## EXERCISE AIM
Whenever a line below holds the word "format", count it; then give the total and nothing else.
========
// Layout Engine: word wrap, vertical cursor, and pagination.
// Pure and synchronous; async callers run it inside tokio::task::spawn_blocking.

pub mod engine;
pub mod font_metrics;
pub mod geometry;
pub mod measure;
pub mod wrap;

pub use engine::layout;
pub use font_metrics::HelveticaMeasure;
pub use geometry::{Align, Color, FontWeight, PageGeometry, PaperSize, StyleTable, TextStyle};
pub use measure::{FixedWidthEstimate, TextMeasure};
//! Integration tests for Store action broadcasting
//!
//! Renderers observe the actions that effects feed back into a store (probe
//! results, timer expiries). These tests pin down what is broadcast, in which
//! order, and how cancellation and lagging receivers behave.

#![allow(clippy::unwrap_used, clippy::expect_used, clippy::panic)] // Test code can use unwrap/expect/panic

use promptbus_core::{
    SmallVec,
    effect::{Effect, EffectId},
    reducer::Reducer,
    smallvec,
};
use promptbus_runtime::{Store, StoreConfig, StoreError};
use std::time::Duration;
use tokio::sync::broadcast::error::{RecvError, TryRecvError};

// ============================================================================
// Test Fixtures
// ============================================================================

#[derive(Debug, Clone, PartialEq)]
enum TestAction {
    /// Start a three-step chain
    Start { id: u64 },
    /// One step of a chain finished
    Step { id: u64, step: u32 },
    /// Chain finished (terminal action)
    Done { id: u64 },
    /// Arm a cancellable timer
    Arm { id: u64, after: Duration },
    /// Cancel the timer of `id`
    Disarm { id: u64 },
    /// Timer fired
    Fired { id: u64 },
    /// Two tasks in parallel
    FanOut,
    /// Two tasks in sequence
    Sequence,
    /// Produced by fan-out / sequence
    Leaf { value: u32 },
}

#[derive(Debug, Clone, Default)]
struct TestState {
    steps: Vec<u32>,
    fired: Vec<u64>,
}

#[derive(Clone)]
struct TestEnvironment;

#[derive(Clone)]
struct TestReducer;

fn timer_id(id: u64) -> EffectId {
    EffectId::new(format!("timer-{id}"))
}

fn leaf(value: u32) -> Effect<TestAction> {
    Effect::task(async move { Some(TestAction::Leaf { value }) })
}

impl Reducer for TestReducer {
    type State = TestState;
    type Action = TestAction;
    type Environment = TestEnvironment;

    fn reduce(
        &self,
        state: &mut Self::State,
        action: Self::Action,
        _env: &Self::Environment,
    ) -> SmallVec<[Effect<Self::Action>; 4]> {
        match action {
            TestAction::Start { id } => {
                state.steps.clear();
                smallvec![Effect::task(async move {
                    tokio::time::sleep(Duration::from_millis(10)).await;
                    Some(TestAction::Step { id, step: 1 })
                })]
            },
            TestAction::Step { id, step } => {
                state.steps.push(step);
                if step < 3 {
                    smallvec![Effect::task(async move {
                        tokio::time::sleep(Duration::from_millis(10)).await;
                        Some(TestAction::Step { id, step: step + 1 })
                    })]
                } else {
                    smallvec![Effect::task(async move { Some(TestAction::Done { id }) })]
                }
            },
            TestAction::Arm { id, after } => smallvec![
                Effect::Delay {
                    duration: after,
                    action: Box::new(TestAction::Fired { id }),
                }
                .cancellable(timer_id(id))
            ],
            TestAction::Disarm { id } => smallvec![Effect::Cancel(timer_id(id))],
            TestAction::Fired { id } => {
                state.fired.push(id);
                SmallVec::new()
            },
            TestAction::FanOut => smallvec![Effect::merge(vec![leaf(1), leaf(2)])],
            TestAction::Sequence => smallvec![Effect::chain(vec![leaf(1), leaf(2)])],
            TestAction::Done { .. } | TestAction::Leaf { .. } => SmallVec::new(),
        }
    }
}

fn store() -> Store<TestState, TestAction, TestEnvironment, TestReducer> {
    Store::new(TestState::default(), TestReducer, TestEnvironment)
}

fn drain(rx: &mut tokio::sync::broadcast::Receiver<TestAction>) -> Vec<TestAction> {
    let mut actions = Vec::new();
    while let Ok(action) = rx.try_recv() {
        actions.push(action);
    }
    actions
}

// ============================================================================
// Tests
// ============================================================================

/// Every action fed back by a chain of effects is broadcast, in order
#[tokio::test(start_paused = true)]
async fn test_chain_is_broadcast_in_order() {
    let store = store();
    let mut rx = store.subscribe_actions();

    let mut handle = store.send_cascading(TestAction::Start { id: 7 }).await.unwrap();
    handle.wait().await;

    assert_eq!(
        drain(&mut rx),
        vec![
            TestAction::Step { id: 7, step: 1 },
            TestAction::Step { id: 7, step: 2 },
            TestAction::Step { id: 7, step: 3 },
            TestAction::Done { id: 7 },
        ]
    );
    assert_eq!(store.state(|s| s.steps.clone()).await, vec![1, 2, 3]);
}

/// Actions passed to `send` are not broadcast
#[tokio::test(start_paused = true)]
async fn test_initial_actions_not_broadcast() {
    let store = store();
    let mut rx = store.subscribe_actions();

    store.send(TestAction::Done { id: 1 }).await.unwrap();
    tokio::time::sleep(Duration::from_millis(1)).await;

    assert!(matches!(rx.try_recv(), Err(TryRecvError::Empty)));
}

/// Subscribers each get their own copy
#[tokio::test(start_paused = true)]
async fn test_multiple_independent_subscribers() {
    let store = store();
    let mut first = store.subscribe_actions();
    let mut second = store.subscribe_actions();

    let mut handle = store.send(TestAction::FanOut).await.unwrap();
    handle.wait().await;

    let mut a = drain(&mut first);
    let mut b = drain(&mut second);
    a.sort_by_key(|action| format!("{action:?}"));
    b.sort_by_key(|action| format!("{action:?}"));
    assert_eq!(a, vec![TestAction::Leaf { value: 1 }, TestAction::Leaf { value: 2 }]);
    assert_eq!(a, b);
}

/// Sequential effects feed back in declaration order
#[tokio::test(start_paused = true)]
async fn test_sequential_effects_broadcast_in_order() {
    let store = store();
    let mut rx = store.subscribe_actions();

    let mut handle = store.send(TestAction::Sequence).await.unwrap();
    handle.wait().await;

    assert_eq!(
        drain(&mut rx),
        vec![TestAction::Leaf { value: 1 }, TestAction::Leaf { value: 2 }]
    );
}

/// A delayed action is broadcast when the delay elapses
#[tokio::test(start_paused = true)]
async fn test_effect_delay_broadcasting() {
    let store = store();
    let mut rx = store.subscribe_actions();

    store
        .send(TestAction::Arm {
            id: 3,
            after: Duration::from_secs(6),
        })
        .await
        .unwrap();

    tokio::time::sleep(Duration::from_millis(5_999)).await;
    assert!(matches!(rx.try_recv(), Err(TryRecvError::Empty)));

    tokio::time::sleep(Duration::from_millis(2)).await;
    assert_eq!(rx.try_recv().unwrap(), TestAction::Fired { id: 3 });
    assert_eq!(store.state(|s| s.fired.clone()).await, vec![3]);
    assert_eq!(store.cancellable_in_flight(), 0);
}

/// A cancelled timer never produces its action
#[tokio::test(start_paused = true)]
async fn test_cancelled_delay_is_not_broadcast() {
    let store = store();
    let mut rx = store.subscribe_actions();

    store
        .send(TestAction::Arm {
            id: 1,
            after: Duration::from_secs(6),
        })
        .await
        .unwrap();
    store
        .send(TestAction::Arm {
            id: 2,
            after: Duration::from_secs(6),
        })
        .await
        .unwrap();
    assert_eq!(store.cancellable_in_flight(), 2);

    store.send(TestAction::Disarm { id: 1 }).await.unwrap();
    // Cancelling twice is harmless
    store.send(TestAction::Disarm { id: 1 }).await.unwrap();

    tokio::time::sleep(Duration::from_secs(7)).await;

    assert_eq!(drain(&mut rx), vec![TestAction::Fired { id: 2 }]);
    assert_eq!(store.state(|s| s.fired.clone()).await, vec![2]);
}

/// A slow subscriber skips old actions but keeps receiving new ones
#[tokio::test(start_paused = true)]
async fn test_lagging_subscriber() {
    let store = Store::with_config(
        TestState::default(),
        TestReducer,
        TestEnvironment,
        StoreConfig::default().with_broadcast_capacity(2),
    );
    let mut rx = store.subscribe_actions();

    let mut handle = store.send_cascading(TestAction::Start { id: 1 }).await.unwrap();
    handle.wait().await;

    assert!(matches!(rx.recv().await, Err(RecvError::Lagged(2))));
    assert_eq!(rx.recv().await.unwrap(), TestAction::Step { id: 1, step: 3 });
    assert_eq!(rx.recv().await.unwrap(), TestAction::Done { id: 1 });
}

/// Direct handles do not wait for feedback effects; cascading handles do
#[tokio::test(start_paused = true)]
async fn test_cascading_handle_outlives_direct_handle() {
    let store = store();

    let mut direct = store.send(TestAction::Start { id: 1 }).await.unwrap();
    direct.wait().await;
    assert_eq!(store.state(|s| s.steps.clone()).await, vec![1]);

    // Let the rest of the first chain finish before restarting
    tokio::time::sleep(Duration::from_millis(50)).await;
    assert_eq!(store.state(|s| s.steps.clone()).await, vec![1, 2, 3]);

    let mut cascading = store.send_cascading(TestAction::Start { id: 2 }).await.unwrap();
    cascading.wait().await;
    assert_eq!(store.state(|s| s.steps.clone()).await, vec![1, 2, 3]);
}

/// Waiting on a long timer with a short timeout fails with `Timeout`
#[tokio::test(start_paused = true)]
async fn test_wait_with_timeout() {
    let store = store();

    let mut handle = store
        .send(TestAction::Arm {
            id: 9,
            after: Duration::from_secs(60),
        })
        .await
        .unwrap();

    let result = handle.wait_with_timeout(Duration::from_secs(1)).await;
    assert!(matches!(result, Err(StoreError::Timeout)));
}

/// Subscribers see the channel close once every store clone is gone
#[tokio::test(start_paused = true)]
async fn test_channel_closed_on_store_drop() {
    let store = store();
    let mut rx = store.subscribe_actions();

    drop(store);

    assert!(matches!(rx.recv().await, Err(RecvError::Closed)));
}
========
## OUTPUT OF THE TASK
3